A Goemans-Williamson type algorithm for identifying subcohorts in clinical trials

TL;DR

This paper introduces an efficient approximation algorithm inspired by Goemans-Williamson for identifying homogeneous subgroups within large, heterogeneous clinical datasets, aiding in personalized medicine.

Contribution

It presents a novel rounding technique that approximates optimal solutions within 0.82, specifically tailored for subgroup detection in clinical data analysis.

Findings

Successfully identified clinically relevant homogeneous subcohorts

Revealed potential links between gene expression and methylation levels

Demonstrated the algorithm's effectiveness on breast cancer dataset

Abstract

We design an efficient algorithm that outputs tests for identifying predominantly homogeneous subcohorts of patients from large in-homogeneous datasets.
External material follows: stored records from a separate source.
//! Error types for index loading and engine construction

use std::path::PathBuf;

use thiserror::Error;

/// Errors raised while loading fields or building a query engine.
///
/// Searching never fails: unknown tokens and empty queries simply
/// produce empty results.
#[derive(Debug, Error)]
pub enum RankError {
    #[error("malformed index: {0}")]
    MalformedIndex(String),

    #[error("index contains no documents")]
    EmptyIndex,

    #[error("invalid weight {weight} for field `{field}`: must be positive and finite")]
    InvalidWeight { field: String, weight: f64 },

    #[error("at least one field is required")]
    NoFields,

    #[error("invalid BM25 parameters k1={k1}, b={b}: need finite k1 >= 0 and 0 <= b <= 1")]
    InvalidParams { k1: f64, b: f64 },

    #[error("invalid config {}: {reason}", .path.display())]
    Config { path: PathBuf, reason: String },

    #[error("failed to read {}: {source}", .path.display())]
    Io {
        path: PathBuf,
        #[source]
        source: std::io::Error,
    },

    #[error("field `{field}`: {source}")]
    Field {
        field: String,
        #[source]
        source: Box<RankError>,
    },
}

impl RankError {
    /// Attach the name of the field whose load failed.
    pub fn in_field(self, field: impl Into<String>) -> Self {
        Self::Field {
            field: field.into(),
            source: Box::new(self),
        }
    }

    /// The innermost error, skipping any field context.
    pub fn root(&self) -> &RankError {
        match self {
            Self::Field { source, .. } => source.root(),
            other => other,
        }
    }
}

impl From<serde_json::Error> for RankError {
    fn from(err: serde_json::Error) -> Self {
        Self::MalformedIndex(err.to_string())
    }
}

pub type Result<T> = std::result::Result<T, RankError>;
Our theoretical contribution is a rounding technique, similar to that of Goemans and Wiliamson (1995), that approximates the optimal solution within a factor of $0.82$. As an application, we use our algorithm to trade-off sensitivity for specificity to systematically identify clinically interesting homogeneous subcohorts of patients in the RNA microarray dataset for breast cancer from Curtis et al. (2012). One such clinically interesting subcohort suggests a link between LXR over-expression and BRCA2 and MSH6 methylation levels for patients in that subcohort.